Luis González Palma. Una isla hecha de agua

Pienso que darle cuerpo al canto de un ave es en realidad un gesto poético. Es lo que intento con esta obra. Hacer del sonido del canto de un quetzal una escultura que represente esas vibraciones que nos estimulan y nos conectan con un mundo mitológico, con la naturaleza del ensueño, con la vida como un canto.

Luis González Palma

The dream world enriches our imagination. It has the capacity to generate moments of reverie, of profound contact with aspects of life that remain invisible. The song of a bird, something profoundly ephemeral, is part of it; it leaves a poetic imprint on those who listen to it, it is food for our spirit, a consolation, since it is a symbol of life, freedom and joy.

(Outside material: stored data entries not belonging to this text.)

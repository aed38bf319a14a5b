//! stackup - interactive full-stack project scaffolder

use clap::Parser;
use stackup_core::tui::CreateArgs;
use stackup_core::ScaffoldError;
use std::path::PathBuf;
use std::process::ExitCode;

#[derive(Parser, Debug)]
#[command(name = "stackup")]
#[command(about = "Scaffold a full-stack, backend-only or frontend-only project")]
#[command(version)]
pub struct Args {
    /// YAML file with pre-filled answers; skips the prompts
    #[arg(long, value_name = "FILE")]
    pub answers: Option<PathBuf>,

    /// Print the generation plan and check tools without writing anything
    #[arg(long = "dry-run")]
    pub dry_run: bool,

    /// Directory to create the project in (defaults to the current directory)
    #[arg(short = 'C', long, value_name = "DIR")]
    pub directory: Option<PathBuf>,
}

impl From<Args> for CreateArgs {
    fn from(args: Args) -> Self {
        CreateArgs {
            answers: args.answers,
            dry_run: args.dry_run,
            directory: args.directory,
        }
    }
}

#[tokio::main(flavor = "current_thread")]
async fn main() -> ExitCode {
    // Ensure terminal cursor is restored on panic
    let default_panic = std::panic::take_hook();
    std::panic::set_hook(Box::new(move |info| {
        let _ = console::Term::stderr().show_cursor();
        default_panic(info);
    }));

    // Handle Ctrl+C gracefully
    ctrlc::set_handler(move || {
        let _ = console::Term::stderr().show_cursor();
        std::process::exit(130);
    })
    .ok();

    let args = Args::parse();
    let result = stackup_core::run(args.into()).await;

    // Ensure cursor is visible on normal exit
    let _ = console::Term::stderr().show_cursor();

    match result {
        Ok(()) => ExitCode::SUCCESS,
        Err(e) => {
            report(&e);
            ExitCode::FAILURE
        }
    }
}

fn report(error: &anyhow::Error) {
    match error.downcast_ref::<ScaffoldError>() {
        Some(ScaffoldError::Cancelled) => {
            let _ = cliclack::outro_cancel("Setup cancelled.");
        }
        scaffold_error => {
            let _ = cliclack::log::error(format!("{:#}", error));
            if let Some(output) = scaffold_error.and_then(|e| e.output()) {
                let _ = cliclack::log::remark(output);
            }
            let _ = cliclack::outro_cancel("Setup failed");
        }
    }
}
impl Endpoint {
    /// Create an endpoint in `Start`, bound to `transport`.
    ///
    /// Fails closed: a client whose configuration demands peer
    /// authentication with name checking must know the peer name up front.
    pub fn create(
        engine: &dyn Engine,
        role: Role,
        transport: Box<dyn Transport>,
        peer_name: Option<String>,
        config: Arc<Config>,
    ) -> Result<Self, TlsError> {
        if role == Role::Client
            && config.peer_auth() != PeerAuth::None
            && !config.peer_name_unchecked()
            && peer_name.is_none()
        {
            return Err(TlsError::ConfigError(
                "client endpoint needs a peer name when peer authentication is enabled".into(),
            ));
        }
        let session = engine
            .create_session(role, &config)
            .map_err(|e| translate(e, State::Start, false))?;
        Ok(Self {
            role,
            transport: Monitored {
                inner: transport,
                eof: false,
            },
            config,
            session,
            peer_name,
            our_cert: Arc::new(Mutex::new(None)),
            state: State::Start,
            cache: None,
        })
    }

    /// Create a client endpoint pre-loaded with a serialized session, so
    /// the next `hello` attempts an abbreviated handshake.
    pub fn resume_client(
        engine: &dyn Engine,
        transport: Box<dyn Transport>,
        peer_name: Option<String>,
        config: Arc<Config>,
        session_blob: &[u8],
    ) -> Result<Self, TlsError> {
        let mut ep = Self::create(engine, Role::Client, transport, peer_name, config)?;
        ep.session
            .set_session_data(session_blob)
            .map_err(|e| translate(e, State::Start, false))?;
        Ok(ep)
    }

    fn check_state(&self, op: &'static str, allowed: &[State]) -> Result<(), TlsError> {
        if allowed.contains(&self.state) {
            Ok(())
        } else {
            Err(TlsError::UnexpectedState {
                op,
                state: self.state,
            })
        }
    }

    fn set_state(&mut self, to: State) {
        if self.state != to {
            trace!(from = ?self.state, to = ?to, "endpoint state");
            self.state = to;
        }
    }

    /// Recompute the presented certificate from the session, without
    /// clobbering a value recovered from the session cache: the engine
    /// reports nothing after a resumed handshake.
    fn refresh_our_cert(&self) {
        let mut cell = self.our_cert.lock().unwrap();
        match self.session.our_certificate() {
            Some(der) => *cell = Some(RawCredentials::X509(der)),
            None => {
                if cell.is_none() {
                    *cell = Some(RawCredentials::Anonymous);
                }
            }
        }
    }

    /// Drive the handshake. Suspends with `WantRead` / `WantWrite`;
    /// non-fatal engine conditions surface as `Warning` and the call can
    /// be repeated.
    pub fn hello(&mut self) -> Result<(), TlsError> {
        self.check_state("hello", &[State::Start, State::Handshake, State::Switching])?;
        if self.state == State::Start {
            self.set_state(State::Handshake);
        }
        match self.session.handshake(&mut self.transport) {
            Ok(()) => {
                self.refresh_our_cert();
                self.set_state(State::DataRw);
                debug!(role = ?self.role, protocol = %self.session.protocol(), "handshake complete");
                Ok(())
            }
            Err(e) => Err(translate(e, self.state, true)),
        }
    }

    /// Close the indicated directions. `Receive` is a no-op: a peer cannot
    /// be driven to stop sending. `Send` in `DataR` is likewise a no-op:
    /// the write side is already closed there.
    pub fn bye(&mut self, how: CloseMethod) -> Result<(), TlsError> {
        self.check_state("bye", &[State::DataRw, State::DataR, State::DataW])?;
        if how == CloseMethod::Receive {
            return Ok(());
        }
        if how == CloseMethod::Send && self.state == State::DataR {
            return Ok(());
        }
        match self.session.close_notify(&mut self.transport, how) {
            Ok(()) => {
                let next = match (how, self.state) {
                    (CloseMethod::All, _) => State::End,
                    (_, State::DataRw) => State::DataR,
                    (_, _) => State::End,
                };
                self.set_state(next);
                Ok(())
            }
            Err(e) => Err(translate(e, self.state, true)),
        }
    }

    /// Verify the peer according to the configured policy: certificate
    /// presence, chain validation, name match, then the user hook.
    pub fn verify(&self) -> Result<(), TlsError> {
        let peer_certs = self.session.peer_certificates();
        let policy = self.config.peer_auth();
        if peer_certs.is_empty() {
            if policy == PeerAuth::Required {
                return Err(TlsError::NoCertificate);
            }
        } else {
            if policy != PeerAuth::None {
                let status = self
                    .session
                    .verify_peer()
                    .map_err(|e| translate(e, self.state, false))?;
                if status != 0 {
                    return Err(TlsError::CertVerificationFailed);
                }
            }
            if !self.config.peer_name_unchecked() {
                if let Some(name) = &self.peer_name {
                    if !self.session.peer_matches_name(name) {
                        return Err(TlsError::NameVerificationFailed);
                    }
                }
            }
        }
        if let Some(hook) = self.config.verify_hook().cloned() {
            if !hook(self) {
                return Err(TlsError::UserVerificationFailed);
            }
        }
        Ok(())
    }

    /// Initiate a renegotiation under `new_config`. On success the
    /// endpoint is in `DataRs` (read-only until the peer answers).
    pub fn switch(&mut self, new_config: Arc<Config>) -> Result<(), TlsError> {
        self.check_state("switch", &[State::DataRw, State::DataW, State::Switching])?;
        self.set_state(State::Switching);
        match self.session.request_rehandshake(&mut self.transport) {
            Ok(()) => {
                self.session
                    .replace_config(&new_config)
                    .map_err(|e| translate(e, self.state, false))?;
                self.config = new_config;
                self.set_state(State::DataRs);
                Ok(())
            }
            Err(e) => Err(translate(e, self.state, true)),
        }
    }

    /// Answer a `SwitchRequest` by running the new handshake under
    /// `new_config`. On a retry after suspension the configuration given
    /// to the first call stays in effect.
    pub fn accept_switch(&mut self, new_config: Arc<Config>) -> Result<(), TlsError> {
        self.check_state(
            "accept_switch",
            &[State::DataRw, State::DataW, State::Accepting],
        )?;
        if self.state != State::Accepting {
            self.session
                .replace_config(&new_config)
                .map_err(|e| translate(e, self.state, false))?;
            self.config = new_config;
            self.set_state(State::Accepting);
        }
        match self.session.handshake(&mut self.transport) {
            Ok(()) => {
                self.refresh_our_cert();
                self.set_state(State::DataRw);
                debug!(role = ?self.role, "switch accepted, rehandshake complete");
                Ok(())
            }
            Err(e) => Err(translate(e, self.state, true)),
        }
    }

    /// Answer a `SwitchRequest` with a `no_renegotiation` warning alert.
    ///
    /// A failure other than a suspension leaves the endpoint in
    /// `Refusing`: the channel did not deliver the refusal, so it is no
    /// longer trustworthy for renegotiation control flow.
    pub fn refuse_switch(&mut self) -> Result<(), TlsError> {
        self.check_state(
            "refuse_switch",
            &[State::DataRw, State::DataW, State::Refusing],
        )?;
        self.set_state(State::Refusing);
        match self
            .session
            .send_warning_alert(&mut self.transport, Alert::NoRenegotiation)
        {
            Ok(()) => {
                self.set_state(State::DataRw);
                Ok(())
            }
            Err(e) => Err(translate(e, State::Refusing, true)),
        }
    }

    /// Send up to `n` bytes of `buf`; returns how many the engine
    /// accepted.
    pub fn send(&mut self, buf: &[u8], n: usize) -> Result<usize, TlsError> {
        self.check_state("send", &[State::DataRw, State::DataW])?;
        let n = n.min(buf.len());
        self.session
            .send(&mut self.transport, &buf[..n])
            .map_err(|e| translate(e, self.state, false))
    }

    /// Receive into `buf`. `Ok(0)` on a non-empty buffer is the TLS-level
    /// end of stream (the peer sent close-notify).
    pub fn recv(&mut self, buf: &mut [u8]) -> Result<usize, TlsError> {
        self.check_state("recv", &[State::DataRw, State::DataR, State::DataRs])?;
        match self.session.recv(&mut self.transport, buf) {
            Ok(0) if !buf.is_empty() => {
                let next = match self.state {
                    State::DataR => State::End,
                    _ => State::DataW,
                };
                self.set_state(next);
                Ok(0)
            }
            Ok(n) => Ok(n),
            Err(e) => {
                let signal = translate(e, self.state, false);
                match &signal {
                    // the peer answered our switch: ready for `hello`
                    TlsError::SwitchResponse(true) => self.set_state(State::Switching),
                    // the peer refused our switch: back to plain duplex
                    TlsError::SwitchResponse(false) => self.set_state(State::DataRw),
                    _ => {}
                }
                Err(signal)
            }
        }
    }

    /// True when decrypted plaintext is already buffered inside the
    /// engine, so the next `recv` cannot suspend.
    pub fn recv_will_not_block(&self) -> bool {
        self.session.pending_plaintext() > 0
    }

    pub fn role(&self) -> Role {
        self.role
    }

    pub fn peer_name(&self) -> Option<&str> {
        self.peer_name.as_deref()
    }

    pub fn get_state(&self) -> State {
        self.state
    }

    pub fn get_config(&self) -> Arc<Config> {
        Arc::clone(&self.config)
    }

    /// Whether the transport ever reported end-of-file. Latched.
    pub fn at_transport_eof(&self) -> bool {
        self.transport.eof
    }

    pub fn get_session_id(&self) -> Result<Vec<u8>, TlsError> {
        self.session
            .session_id()
            .map_err(|e| translate(e, self.state, false))
    }

    /// The engine's serialized session, suitable for
    /// [`resume_client`](Self::resume_client).
    pub fn get_session_data(&self) -> Result<Vec<u8>, TlsError> {
        self.session
            .session_data()
            .map_err(|e| translate(e, self.state, false))
    }

    pub fn get_cipher_suite_type(&self) -> String {
        self.session.cipher_suite_type()
    }

    pub fn get_cipher_algo(&self) -> String {
        self.session.cipher_algo()
    }

    pub fn get_kx_algo(&self) -> String {
        self.session.kx_algo()
    }

    pub fn get_mac_algo(&self) -> String {
        self.session.mac_algo()
    }

    pub fn get_compression_algo(&self) -> String {
        self.session.compression_algo()
    }

    pub fn get_cert_type(&self) -> String {
        self.session.cert_type()
    }

    pub fn get_protocol(&self) -> String {
        self.session.protocol()
    }

    /// The SNI names the client addressed, in hello order.
    pub fn get_addressed_servers(&self) -> Result<Vec<AddressedServer>, TlsError> {
        let mut servers = Vec::new();
        loop {
            match self.session.addressed_server(servers.len()) {
                Ok(server) => servers.push(server),
                Err(EngineError::RequestedDataNotAvailable(_)) => return Ok(servers),
                Err(e) => return Err(translate(e, self.state, false)),
            }
        }
    }

    /// The credentials this endpoint presented; computed lazily after the
    /// handshake.
    pub fn get_endpoint_creds(&self) -> RawCredentials {
        self.refresh_our_cert();
        self.our_cert
            .lock()
            .unwrap()
            .clone()
            .unwrap_or(RawCredentials::Anonymous)
    }

    /// The peer's leaf credentials.
    pub fn get_peer_creds(&self) -> RawCredentials {
        self.session
            .peer_certificates()
            .into_iter()
            .next()
            .map(RawCredentials::X509)
            .unwrap_or(RawCredentials::Anonymous)
    }

    /// The peer's full chain, leaf first; empty when none was presented.
    pub fn get_peer_creds_list(&self) -> Vec<RawCredentials> {
        self.session
            .peer_certificates()
            .into_iter()
            .map(RawCredentials::X509)
            .collect()
    }

    /// Install a session cache. Stored entries are the serialized-session
    /// envelope (engine blob plus the certificate this side presented);
    /// retrieval restores `our_cert` before handing the engine its blob.
    pub fn set_session_cache(&mut self, cache: Arc<dyn SessionCache>) {
        self.cache = Some(Arc::clone(&cache));
        let adapter = CacheAdapter {
            user: cache,
            our_cert: Arc::clone(&self.our_cert),
        };
        self.session.set_cache(Box::new(adapter));
    }

    /// Detach from the transport, capturing everything needed to continue
    /// the session elsewhere. The transport is dropped here; the state the
    /// token carries is the state at the time of the call.
    pub fn stash(self) -> StashedEndpoint {
        debug!(role = ?self.role, state = ?self.state, "endpoint stashed");
        StashedEndpoint {
            role: self.role,
            config: self.config,
            session: self.session,
            peer_name: self.peer_name,
            our_cert: self.our_cert,
            prior_state: self.state,
            trans_eof: self.transport.eof,
            cache: self.cache,
        }
    }

    /// Reattach a stashed session to a new transport. Role, configuration,
    /// peer name, presented certificate, state, and the transport-EOF
    /// latch all carry over.
    pub fn restore(token: StashedEndpoint, transport: Box<dyn Transport>) -> Self {
        Self {
            role: token.role,
            transport: Monitored {
                inner: transport,
                eof: token.trans_eof,
            },
            config: token.config,
            session: token.session,
            peer_name: token.peer_name,
            our_cert: token.our_cert,
            state: token.prior_state,
            cache: token.cache,
        }
    }
}
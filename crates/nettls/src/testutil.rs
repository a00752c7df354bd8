//! In-process test doubles: a scripted engine speaking a tiny framed
//! protocol, and paired memory transports, so both sides of a connection
//! can be driven step by step inside one test.
//!
//! Frame tags: `C`/`c` hello (plain / with resumption id), `S` hello
//! answer followed by the session id, `D` a length-prefixed data record,
//! `F` close-notify, `R` a rehandshake request, `N` the no_renegotiation
//! warning alert, `w` any other warning alert.

use std::collections::VecDeque;
use std::io;
use std::sync::atomic::{AtomicU32, Ordering};
use std::sync::{Arc, Mutex};

use crate::config::Config;
use crate::credentials::KeyMaterial;
use crate::engine::{Alert, Engine, EngineError, EngineSession, EngineSessionCache};
use crate::transport::Transport;
use nettls_types::{AddressedServer, CloseMethod, Der, Direction, EngineCode, Role};

const CODE_PREMATURE: EngineCode = EngineCode(-110);
const CODE_BAD_FRAME: EngineCode = EngineCode(-100);
const CODE_BAD_BLOB: EngineCode = EngineCode(-120);
const CODE_WARNING_ALERT: EngineCode = EngineCode(-16);
const CODE_NOT_AVAILABLE: EngineCode = EngineCode(-56);
const CODE_BAD_PRIORITY: EngineCode = EngineCode(-50);
const CODE_BAD_IDENTITY: EngineCode = EngineCode(-901);

/// A scripted engine. Per-session behavior (peer chain, verification
/// flags, matching names, SNI list) is configured up front.
pub struct MockEngine {
    system_trust: bool,
    priority_rejection: Option<String>,
    identity_rejection: Option<String>,
    peer_certs: Vec<Der>,
    verify_status: u32,
    names: Vec<String>,
    sni: Vec<String>,
    next_id: AtomicU32,
}

impl MockEngine {
    pub fn new() -> Self {
        Self {
            system_trust: false,
            priority_rejection: None,
            identity_rejection: None,
            peer_certs: Vec::new(),
            verify_status: 0,
            names: Vec::new(),
            sni: Vec::new(),
            next_id: AtomicU32::new(1),
        }
    }

    pub fn with_system_trust(mut self, supported: bool) -> Self {
        self.system_trust = supported;
        self
    }

    pub fn with_priority_rejection(mut self, message: &str) -> Self {
        self.priority_rejection = Some(message.to_string());
        self
    }

    pub fn with_identity_rejection(mut self, message: &str) -> Self {
        self.identity_rejection = Some(message.to_string());
        self
    }

    /// The chain sessions report as the peer's.
    pub fn with_peer_certs(mut self, certs: Vec<Der>) -> Self {
        self.peer_certs = certs;
        self
    }

    /// Flags the chain validation returns; non-zero means invalid.
    pub fn with_verify_status(mut self, status: u32) -> Self {
        self.verify_status = status;
        self
    }

    /// Names the peer certificate matches.
    pub fn with_matching_names(mut self, names: &[&str]) -> Self {
        self.names = names.iter().map(|n| n.to_string()).collect();
        self
    }

    /// The SNI entries sessions report.
    pub fn with_sni(mut self, names: &[&str]) -> Self {
        self.sni = names.iter().map(|n| n.to_string()).collect();
        self
    }
}
#![forbid(unsafe_code)]
#![doc = "Common types, endpoint states, and the error taxonomy for the nettls provider."]

pub mod error;

pub use error::*;

/// DER-encoded bytes (a certificate, CRL, key, or DH parameter blob).
pub type Der = Vec<u8>;

/// The role of a TLS endpoint.
#[derive(Debug, Clone, Copy, PartialEq, Eq)]
pub enum Role {
    Client,
    Server,
}

/// Peer-authentication policy recorded in a configuration.
#[derive(Debug, Clone, Copy, PartialEq, Eq)]
pub enum PeerAuth {
    /// The peer is never asked for a certificate.
    None,
    /// A certificate is requested but its absence is tolerated.
    Optional,
    /// A certificate must be presented and must validate.
    Required,
}

/// Endpoint state.
///
/// `DataRw` is the ordinary full-duplex state after a handshake. `DataR` and
/// `DataW` are the half-closed states, `DataRs` is read-only while a switch
/// request is in flight, and `Switching` / `Accepting` / `Refusing` are the
/// in-progress states of the renegotiation operations, kept across
/// suspensions so the same call can be retried.
#[derive(Debug, Clone, Copy, PartialEq, Eq)]
pub enum State {
    Start,
    Handshake,
    DataRw,
    DataR,
    DataW,
    DataRs,
    Switching,
    Accepting,
    Refusing,
    End,
}

/// Which directions a `bye` closes.
#[derive(Debug, Clone, Copy, PartialEq, Eq)]
pub enum CloseMethod {
    /// Nothing to do: a peer cannot be driven to stop sending.
    Receive,
    /// Send close-notify, keep reading.
    Send,
    /// Close both directions.
    All,
}

/// The transport direction an engine was blocked on when it suspended.
#[derive(Debug, Clone, Copy, PartialEq, Eq)]
pub enum Direction {
    Read,
    Write,
}

/// Raw credentials an endpoint presented or received.
#[derive(Debug, Clone, PartialEq, Eq)]
pub enum RawCredentials {
    /// A DER-encoded X.509 certificate.
    X509(Der),
    /// No certificate (anonymous suite, or none presented).
    Anonymous,
}

/// One name a client addressed via SNI.
#[derive(Debug, Clone, PartialEq, Eq)]
pub enum AddressedServer {
    Domain(String),
}
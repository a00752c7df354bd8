//! PEM armor decoding and encoding.
//!
//! Produces the DER payloads of the armored blocks whose tag is on the
//! caller's accepted list, in file order. Blocks with other tags are
//! skipped without being decoded.

use std::path::Path;

use base64::engine::general_purpose::STANDARD as BASE64;
use base64::Engine as _;

use nettls_types::TlsError;

pub const TAG_X509_CERTIFICATE: &str = "X509 CERTIFICATE";
pub const TAG_CERTIFICATE: &str = "CERTIFICATE";
pub const TAG_X509_CRL: &str = "X509 CRL";
pub const TAG_RSA_PRIVATE_KEY: &str = "RSA PRIVATE KEY";
pub const TAG_DSA_PRIVATE_KEY: &str = "DSA PRIVATE KEY";
pub const TAG_EC_PRIVATE_KEY: &str = "EC PRIVATE KEY";
pub const TAG_PRIVATE_KEY: &str = "PRIVATE KEY";
pub const TAG_ENCRYPTED_PRIVATE_KEY: &str = "ENCRYPTED PRIVATE KEY";
pub const TAG_DH_PARAMETERS: &str = "DH PARAMETERS";

/// Tags accepted when loading trust anchors or certificate chains.
pub const CERT_TAGS: &[&str] = &[TAG_X509_CERTIFICATE, TAG_CERTIFICATE];
/// Tags accepted when loading revocation lists.
pub const CRL_TAGS: &[&str] = &[TAG_X509_CRL];
/// Tags accepted when loading private keys.
pub const KEY_TAGS: &[&str] = &[
    TAG_RSA_PRIVATE_KEY,
    TAG_DSA_PRIVATE_KEY,
    TAG_EC_PRIVATE_KEY,
    TAG_PRIVATE_KEY,
    TAG_ENCRYPTED_PRIVATE_KEY,
];
/// Tags accepted when loading Diffie-Hellman parameters.
pub const DH_TAGS: &[&str] = &[TAG_DH_PARAMETERS];

const BEGIN_PREFIX: &str = "-----BEGIN ";
const END_PREFIX: &str = "-----END ";
const DASHES_SUFFIX: &str = "-----";

/// A decoded armor block.
#[derive(Debug, Clone)]
pub struct PemBlock {
    /// The armor tag, e.g. `CERTIFICATE`.
    pub tag: String,
    /// The DER payload.
    pub der: Vec<u8>,
}

/// Decode the accepted armor blocks of `input`, preserving order.
///
/// Fails with `ParseError` when a block has no END marker or an accepted
/// block carries invalid base64, and with `EmptyPem` when nothing was
/// accepted and the caller did not opt into empty results.
pub fn decode(input: &str, accepted: &[&str], allow_empty: bool) -> Result<Vec<PemBlock>, TlsError> {
    let mut blocks = Vec::new();
    let mut lines = input.lines();

    while let Some(line) = lines.next() {
        let line = line.trim();
        let Some(tag) = line
            .strip_prefix(BEGIN_PREFIX)
            .and_then(|s| s.strip_suffix(DASHES_SUFFIX))
        else {
            continue;
        };

        let end_marker = format!("{END_PREFIX}{tag}{DASHES_SUFFIX}");
        let wanted = accepted.contains(&tag);
        let mut payload = String::new();
        let mut found_end = false;
        for inner in lines.by_ref() {
            let inner = inner.trim();
            if inner == end_marker {
                found_end = true;
                break;
            }
            if wanted {
                payload.push_str(inner);
            }
        }
        if !found_end {
            return Err(TlsError::ParseError(format!(
                "PEM block `{tag}` has no matching END marker"
            )));
        }
        if wanted {
            let der = BASE64
                .decode(&payload)
                .map_err(|e| TlsError::ParseError(format!("PEM block `{tag}`: {e}")))?;
            blocks.push(PemBlock {
                tag: tag.to_string(),
                der,
            });
        }
    }

    if blocks.is_empty() && !allow_empty {
        return Err(TlsError::EmptyPem);
    }
    Ok(blocks)
}

/// [`decode`] over the contents of a file.
pub fn decode_file(
    path: &Path,
    accepted: &[&str],
    allow_empty: bool,
) -> Result<Vec<PemBlock>, TlsError> {
    let text = std::fs::read_to_string(path)
        .map_err(|e| TlsError::ParseError(format!("{}: {e}", path.display())))?;
    decode(&text, accepted, allow_empty)
}

/// Armor `der` under `tag`, wrapping the base64 payload at 64 columns.
pub fn encode(tag: &str, der: &[u8]) -> String {
    let payload = BASE64.encode(der);
    let mut out = format!("{BEGIN_PREFIX}{tag}{DASHES_SUFFIX}\n");
    for chunk in payload.as_bytes().chunks(64) {
        // chunks of an ASCII string are valid UTF-8
        out.push_str(std::str::from_utf8(chunk).unwrap());
        out.push('\n');
    }
    out.push_str(&format!("{END_PREFIX}{tag}{DASHES_SUFFIX}\n"));
    out
}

The quetzal, a bird that lives in my country, Guatemala, has been considered since the ancient Mexica and Maya as a god of the air and a symbol of goodness and light. It is a bird venerated for its relationship with the Mayan cosmogony because of its close relationship with the ritual of spring; its name has a meaning linked to the sacred and the precious.

I think that giving body to the song of a bird is really a poetic gesture. That is what I am trying to do with this work. To make the sound of a quetzal’s song into a sculpture that represents those vibrations that stimulate us and connect us with a mythological world, with the nature of dreams, with life as a song.